[WORK INSTRUCTIONS]
Examine the records and identify each line that includes the string "rows". Copy those lines.

[PROVIDED ENTRIES]

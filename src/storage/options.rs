use std::collections::BTreeMap;

use crate::constants::OPTION_KEY_MAX_LEN;
use crate::error::ValidationErrors;
use crate::time_utils;
use crate::{StoreError, StoreResult};
use rusqlite::{params, Connection, OptionalExtension};

/// Storage for the open key/value `options` table.
///
/// Typed accessors are a codec over the text value: `"true"`/`"false"` for
/// booleans, decimal text for numbers. Unparsable values fall back to the
/// caller's default instead of failing.
pub struct OptionsStorage;

fn check_key(key: &str) -> StoreResult<()> {
    let len = key.chars().count();
    if len == 0 || len > OPTION_KEY_MAX_LEN {
        return Err(ValidationErrors::single(
            "key",
            format!("must be between 1 and {} characters", OPTION_KEY_MAX_LEN),
        )
        .into());
    }
    Ok(())
}

pub fn encode_bool(value: bool) -> &'static str {
    if value {
        "true"
    } else {
        "false"
    }
}

pub fn decode_bool(raw: &str) -> Option<bool> {
    match raw.trim().to_ascii_lowercase().as_str() {
        "true" => Some(true),
        "false" => Some(false),
        _ => None,
    }
}

pub fn encode_number(value: f64) -> String {
    value.to_string()
}

pub fn decode_number(raw: &str) -> Option<f64> {
    raw.trim().parse::<f64>().ok().filter(|n| n.is_finite())
}

impl OptionsStorage {
    /// Raw lookup. `None` for a missing key or a NULL value.
    pub fn get(conn: &Connection, key: &str) -> StoreResult<Option<String>> {
        let value: Option<Option<String>> = conn
            .query_row(
                "SELECT value FROM options WHERE key = ?1",
                params![key],
                |r| r.get(0),
            )
            .optional()
            .map_err(|e| StoreError::Storage(format!("Get option '{}' failed: {}", key, e)))?;
        Ok(value.flatten())
    }

    /// Lookup with auto-materialization: on a miss, `default` is written
    /// (insert-if-absent, never overwriting) and returned.
    pub fn get_or_init(conn: &Connection, key: &str, default: Option<&str>) -> StoreResult<Option<String>> {
        if let Some(value) = Self::get(conn, key)? {
            return Ok(Some(value));
        }
        let Some(default) = default else {
            return Ok(None);
        };

        check_key(key)?;
        let now = time_utils::to_sqlite(&time_utils::now());
        let inserted = conn
            .execute(
                "INSERT INTO options (key, value, created_at, updated_at) VALUES (?1, ?2, ?3, ?3)
                 ON CONFLICT(key) DO NOTHING",
                params![key, default, now],
            )
            .map_err(|e| StoreError::Storage(format!("Init option '{}' failed: {}", key, e)))?;
        if inserted > 0 {
            tracing::debug!(key = key, "Option materialized from default");
            return Ok(Some(default.to_string()));
        }

        // Row exists with a NULL value: the default is the answer, and becomes the value.
        Self::set(conn, key, Some(default))?;
        Ok(Some(default.to_string()))
    }

    /// Atomic insert-or-update. Returns true once the value is stored.
    pub fn set(conn: &Connection, key: &str, value: Option<&str>) -> StoreResult<bool> {
        check_key(key)?;
        let now = time_utils::to_sqlite(&time_utils::now());
        conn.execute(
            "INSERT INTO options (key, value, created_at, updated_at) VALUES (?1, ?2, ?3, ?3)
             ON CONFLICT(key) DO UPDATE SET value = excluded.value, updated_at = excluded.updated_at",
            params![key, value, now],
        )
        .map_err(|e| StoreError::Storage(format!("Set option '{}' failed: {}", key, e)))?;
        tracing::debug!(key = key, "Option set");
        Ok(true)
    }

    /// Returns whether a row was removed.
    pub fn delete(conn: &Connection, key: &str) -> StoreResult<bool> {
        let deleted = conn
            .execute("DELETE FROM options WHERE key = ?1", params![key])
            .map_err(|e| StoreError::Storage(format!("Delete option '{}' failed: {}", key, e)))?;
        Ok(deleted > 0)
    }

    pub fn has(conn: &Connection, key: &str) -> StoreResult<bool> {
        let exists: bool = conn
            .query_row(
                "SELECT COUNT(*) > 0 FROM options WHERE key = ?1",
                params![key],
                |r| r.get(0),
            )
            .map_err(|e| StoreError::Storage(e.to_string()))?;
        Ok(exists)
    }

    /// Every option with a non-NULL value, sorted by key.
    pub fn get_all(conn: &Connection) -> StoreResult<BTreeMap<String, String>> {
        let mut stmt = conn
            .prepare("SELECT key, value FROM options WHERE value IS NOT NULL ORDER BY key")
            .map_err(|e| StoreError::Storage(e.to_string()))?;
        let rows = stmt
            .query_map([], |r| Ok((r.get::<_, String>(0)?, r.get::<_, String>(1)?)))
            .map_err(|e| StoreError::Storage(e.to_string()))?;

        let mut all = BTreeMap::new();
        for row in rows {
            let (key, value) = row.map_err(|e| StoreError::Storage(e.to_string()))?;
            all.insert(key, value);
        }
        Ok(all)
    }

    pub fn get_bool(conn: &Connection, key: &str, default: bool) -> StoreResult<bool> {
        let raw = Self::get_or_init(conn, key, Some(encode_bool(default)))?;
        Ok(raw.as_deref().and_then(decode_bool).unwrap_or(default))
    }

    pub fn set_bool(conn: &Connection, key: &str, value: bool) -> StoreResult<bool> {
        Self::set(conn, key, Some(encode_bool(value)))
    }

    pub fn get_number(conn: &Connection, key: &str, default: f64) -> StoreResult<f64> {
        let raw = Self::get_or_init(conn, key, Some(&encode_number(default)))?;
        Ok(raw.as_deref().and_then(decode_number).unwrap_or(default))
    }

    pub fn set_number(conn: &Connection, key: &str, value: f64) -> StoreResult<bool> {
        if !value.is_finite() {
            return Err(ValidationErrors::single("value", "must be a finite number").into());
        }
        Self::set(conn, key, Some(&encode_number(value)))
    }
}

#[cfg(test)]
mod tests {
    use super::*;
    use crate::test_helpers::setup_db;

    #[test]
    fn test_get_missing_without_default_does_not_write() {
        let conn = setup_db();
        assert_eq!(OptionsStorage::get_or_init(&conn, "absent", None).unwrap(), None);
        assert!(!OptionsStorage::has(&conn, "absent").unwrap());
    }

    #[test]
    fn test_get_with_default_materializes() {
        let conn = setup_db();
        let value = OptionsStorage::get_or_init(&conn, "lastTab", Some("home")).unwrap();
        assert_eq!(value.as_deref(), Some("home"));
        assert!(OptionsStorage::has(&conn, "lastTab").unwrap());

        // A later default does not overwrite the materialized value
        let again = OptionsStorage::get_or_init(&conn, "lastTab", Some("settings")).unwrap();
        assert_eq!(again.as_deref(), Some("home"));
    }

    #[test]
    fn test_set_is_upsert() {
        let conn = setup_db();
        assert!(OptionsStorage::set(&conn, "k", Some("one")).unwrap());
        assert!(OptionsStorage::set(&conn, "k", Some("two")).unwrap());
        assert_eq!(OptionsStorage::get(&conn, "k").unwrap().as_deref(), Some("two"));
        let rows: i64 = conn
            .query_row("SELECT COUNT(*) FROM options WHERE key = 'k'", [], |r| r.get(0))
            .unwrap();
        assert_eq!(rows, 1);
    }

    #[test]
    fn test_delete_reports_removal() {
        let conn = setup_db();
        OptionsStorage::set(&conn, "k", Some("v")).unwrap();
        assert!(OptionsStorage::delete(&conn, "k").unwrap());
        assert!(!OptionsStorage::delete(&conn, "k").unwrap());
        assert!(!OptionsStorage::has(&conn, "k").unwrap());
    }

    #[test]
    fn test_get_all_skips_null_values() {
        let conn = setup_db();
        OptionsStorage::set(&conn, "b", Some("2")).unwrap();
        OptionsStorage::set(&conn, "a", Some("1")).unwrap();
        OptionsStorage::set(&conn, "nothing", None).unwrap();
        let all = OptionsStorage::get_all(&conn).unwrap();
        assert_eq!(all.len(), 2);
        assert_eq!(all.keys().collect::<Vec<_>>(), vec!["a", "b"]);
        assert!(OptionsStorage::has(&conn, "nothing").unwrap());
    }

    #[test]
    fn test_null_value_takes_default_on_read() {
        let conn = setup_db();
        OptionsStorage::set(&conn, "n", None).unwrap();
        assert_eq!(OptionsStorage::get(&conn, "n").unwrap(), None);
        let value = OptionsStorage::get_or_init(&conn, "n", Some("d")).unwrap();
        assert_eq!(value.as_deref(), Some("d"));
        assert_eq!(OptionsStorage::get(&conn, "n").unwrap().as_deref(), Some("d"));
    }

    #[test]
    fn test_get_bool_materializes_default() {
        let conn = setup_db();
        assert!(OptionsStorage::get_bool(&conn, "flag", true).unwrap());
        assert!(OptionsStorage::has(&conn, "flag").unwrap());
        assert_eq!(OptionsStorage::get(&conn, "flag").unwrap().as_deref(), Some("true"));
    }

    #[test]
    fn test_get_bool_parse_failure_falls_back() {
        let conn = setup_db();
        OptionsStorage::set(&conn, "flag", Some("maybe")).unwrap();
        assert!(OptionsStorage::get_bool(&conn, "flag", true).unwrap());
        assert!(!OptionsStorage::get_bool(&conn, "flag", false).unwrap());
        OptionsStorage::set(&conn, "flag", Some("TRUE")).unwrap();
        assert!(OptionsStorage::get_bool(&conn, "flag", false).unwrap());
    }

    #[test]
    #[allow(clippy::approx_constant)]
    fn test_number_roundtrip_uses_decimal_text() {
        let conn = setup_db();
        OptionsStorage::set_number(&conn, "x", 3.14).unwrap();
        assert_eq!(OptionsStorage::get_number(&conn, "x", 0.0).unwrap(), 3.14);
        assert_eq!(OptionsStorage::get(&conn, "x").unwrap().as_deref(), Some("3.14"));

        OptionsStorage::set_number(&conn, "whole", 3.0).unwrap();
        assert_eq!(OptionsStorage::get(&conn, "whole").unwrap().as_deref(), Some("3"));
    }

    #[test]
    fn test_get_number_parse_failure_falls_back() {
        let conn = setup_db();
        OptionsStorage::set(&conn, "x", Some("abc")).unwrap();
        assert_eq!(OptionsStorage::get_number(&conn, "x", 7.5).unwrap(), 7.5);
        OptionsStorage::set(&conn, "nan", Some("NaN")).unwrap();
        assert_eq!(OptionsStorage::get_number(&conn, "nan", 1.0).unwrap(), 1.0);
        for raw in ["inf", "-infinity", "Infinity"] {
            OptionsStorage::set(&conn, "inf", Some(raw)).unwrap();
            assert_eq!(OptionsStorage::get_number(&conn, "inf", 2.0).unwrap(), 2.0);
        }
    }

    #[test]
    fn test_set_number_rejects_non_finite() {
        let conn = setup_db();
        assert!(OptionsStorage::set_number(&conn, "x", f64::INFINITY).is_err());
        assert!(!OptionsStorage::has(&conn, "x").unwrap());
    }

    #[test]
    fn test_key_length_is_validated() {
        let conn = setup_db();
        let err = OptionsStorage::set(&conn, "", Some("v")).unwrap_err();
        assert!(matches!(err, StoreError::Validation(_)));
        let long = "k".repeat(OPTION_KEY_MAX_LEN + 1);
        assert!(OptionsStorage::set(&conn, &long, Some("v")).is_err());
        let max = "k".repeat(OPTION_KEY_MAX_LEN);
        assert!(OptionsStorage::set(&conn, &max, Some("v")).unwrap());
    }

    #[test]
    fn test_codec_helpers() {
        assert_eq!(decode_bool(" False "), Some(false));
        assert_eq!(decode_bool("1"), None);
        assert_eq!(decode_number("2.5e1"), Some(25.0));
        assert_eq!(decode_number("inf"), None);
        assert_eq!(encode_number(-0.5), "-0.5");
    }
}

[SOLUTION TO THIS TASK]
        let rows = stmt
        for row in rows {
        let rows: i64 = conn
        assert_eq!(rows, 1);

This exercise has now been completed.